The biodegradability of PHA will have a positive impact on both managed and mismanaged waste. PHA will help lower landfill volume, improve landfill natural gas (LNG) production, eliminate plastic litter, and mitigate the adverse environmental impact of petro-plastic production and disposal.
Even as bioplastics output continues to grow, efforts to recycle, and the industries that support those efforts, can continue to grow, as well. MHG, in fact, produces products made of PHA that assist the recycling industry.
Explains Dr. Noda, “When cardboard products and packages, which are glued with conventional polyolefin-based hot melt adhesive, is recycled, it creates the so-called stickies, which interfere with repulsing.

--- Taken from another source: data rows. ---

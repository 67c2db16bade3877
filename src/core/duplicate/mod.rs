//! # Duplicate Module
//!
//! Exact-duplicate detection over file contents.
//!
//! Two pruning stages keep hashing cheap: files are first bucketed by
//! size (a file with a unique size cannot have a duplicate and is never
//! hashed), then surviving candidates are digested with blake3 in
//! streamed chunks. Files sharing a digest form a [`DuplicateGroup`].

use crate::core::report::DuplicateGroup;
use crate::core::scanner::ImageFile;
use crate::error::{FileAccessError, TriageError};
use std::collections::HashMap;
use std::fs::File;
use std::io::Read;
use std::path::{Path, PathBuf};

/// Read size for streamed digesting
const DIGEST_CHUNK_BYTES: usize = 64 * 1024;

/// Drop every file whose size no other candidate shares.
///
/// Returned candidates keep the input's relative order.
pub fn prune_unique_sizes(files: &[ImageFile]) -> Vec<ImageFile> {
    let mut size_counts: HashMap<u64, usize> = HashMap::new();
    for file in files {
        *size_counts.entry(file.size).or_insert(0) += 1;
    }

    files
        .iter()
        .filter(|f| size_counts[&f.size] > 1)
        .cloned()
        .collect()
}

/// Hex blake3 digest of the full file contents, read in 64 KiB chunks
pub fn content_digest(path: &Path) -> Result<String, TriageError> {
    let mut file = File::open(path).map_err(|e| FileAccessError::ReadFile {
        path: path.to_path_buf(),
        source: e,
    })?;

    let mut hasher = blake3::Hasher::new();
    let mut buffer = [0u8; DIGEST_CHUNK_BYTES];
    loop {
        let read = file.read(&mut buffer).map_err(|e| FileAccessError::ReadFile {
            path: path.to_path_buf(),
            source: e,
        })?;
        if read == 0 {
            break;
        }
        hasher.update(&buffer[..read]);
    }

    Ok(hasher.finalize().to_hex().to_string())
}

/// Group digested files into duplicate groups.
///
/// Only digests shared by at least two files are reported. Group members
/// are sorted lexicographically and groups are ordered by their first
/// member, so the output is deterministic regardless of map iteration
/// order.
pub fn group_by_digest(digests: &HashMap<PathBuf, String>) -> Vec<DuplicateGroup> {
    let mut by_digest: HashMap<&str, Vec<&PathBuf>> = HashMap::new();
    for (path, digest) in digests {
        by_digest.entry(digest.as_str()).or_default().push(path);
    }

    let mut groups: Vec<DuplicateGroup> = by_digest
        .into_iter()
        .filter(|(_, paths)| paths.len() >= 2)
        .map(|(digest, mut paths)| {
            paths.sort();
            DuplicateGroup {
                digest: digest.to_string(),
                paths: paths.into_iter().cloned().collect(),
            }
        })
        .collect();

    groups.sort_by(|a, b| a.paths[0].cmp(&b.paths[0]));
    groups
}

#[cfg(test)]
mod tests {
    use super::*;
    use std::fs;
    use std::time::SystemTime;
    use tempfile::TempDir;

    fn image_file(path: PathBuf, size: u64) -> ImageFile {
        ImageFile {
            path,
            size,
            modified: SystemTime::UNIX_EPOCH,
        }
    }

    #[test]
    fn unique_sizes_are_pruned() {
        let files = vec![
            image_file(PathBuf::from("/a.jpg"), 100),
            image_file(PathBuf::from("/b.jpg"), 100),
            image_file(PathBuf::from("/c.jpg"), 250),
        ];

        let survivors = prune_unique_sizes(&files);
        let paths: Vec<_> = survivors.iter().map(|f| f.path.clone()).collect();
        assert_eq!(paths, vec![PathBuf::from("/a.jpg"), PathBuf::from("/b.jpg")]);
    }

    #[test]
    fn identical_contents_share_a_digest() {
        let temp_dir = TempDir::new().unwrap();
        let a = temp_dir.path().join("a.jpg");
        let b = temp_dir.path().join("b.jpg");
        fs::write(&a, b"same bytes").unwrap();
        fs::write(&b, b"same bytes").unwrap();

        assert_eq!(content_digest(&a).unwrap(), content_digest(&b).unwrap());
    }

    #[test]
    fn different_contents_of_equal_size_differ() {
        let temp_dir = TempDir::new().unwrap();
        let a = temp_dir.path().join("a.jpg");
        let b = temp_dir.path().join("b.jpg");
        fs::write(&a, b"same length A").unwrap();
        fs::write(&b, b"same length B").unwrap();

        assert_ne!(content_digest(&a).unwrap(), content_digest(&b).unwrap());
    }

    #[test]
    fn digest_streams_past_one_chunk() {
        let temp_dir = TempDir::new().unwrap();
        let big = temp_dir.path().join("big.bin");
        fs::write(&big, vec![0xABu8; DIGEST_CHUNK_BYTES * 2 + 17]).unwrap();

        let streamed = content_digest(&big).unwrap();
        let whole = blake3::hash(&fs::read(&big).unwrap()).to_hex().to_string();
        assert_eq!(streamed, whole);
    }

    #[test]
    fn missing_file_is_an_error() {
        assert!(content_digest(Path::new("/nonexistent/photo.jpg")).is_err());
    }

    #[test]
    fn grouping_drops_singletons_and_sorts_members() {
        let mut digests = HashMap::new();
        digests.insert(PathBuf::from("/z.jpg"), "d1".to_string());
        digests.insert(PathBuf::from("/a.jpg"), "d1".to_string());
        digests.insert(PathBuf::from("/m.jpg"), "d2".to_string());

        let groups = group_by_digest(&digests);
        assert_eq!(groups.len(), 1);
        assert_eq!(groups[0].digest, "d1");
        assert_eq!(
            groups[0].paths,
            vec![PathBuf::from("/a.jpg"), PathBuf::from("/z.jpg")]
        );
    }

    #[test]
    fn groups_are_ordered_by_first_member() {
        let mut digests = HashMap::new();
        digests.insert(PathBuf::from("/q1.jpg"), "dq".to_string());
        digests.insert(PathBuf::from("/q2.jpg"), "dq".to_string());
        digests.insert(PathBuf::from("/b1.jpg"), "db".to_string());
        digests.insert(PathBuf::from("/b2.jpg"), "db".to_string());

        let groups = group_by_digest(&digests);
        assert_eq!(groups.len(), 2);
        assert_eq!(groups[0].digest, "db");
        assert_eq!(groups[1].digest, "dq");
    }
}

In contrast, aliphatic polyester used in our novel hot melt adhesive will be chemically digested to a benign material during the de-inking and repulsing processes of cardboard for recycling.”
Additionally, bottles and other commonly recycled products made of PHA bioplastics are unlikely to interfere with the recycling stream.
“Fortunately, our PHA does not look like PET at all,” says Noda. “Instead it looks like polyolefin, such as polyethylene or polypropylene. So it can be easily differentiated from PET. It is even easier to sort out PHA from polyethylene or polypropylene since PHA sinks in water while polyolefin plastic floats. Infrared-based sorting also is straightforward.”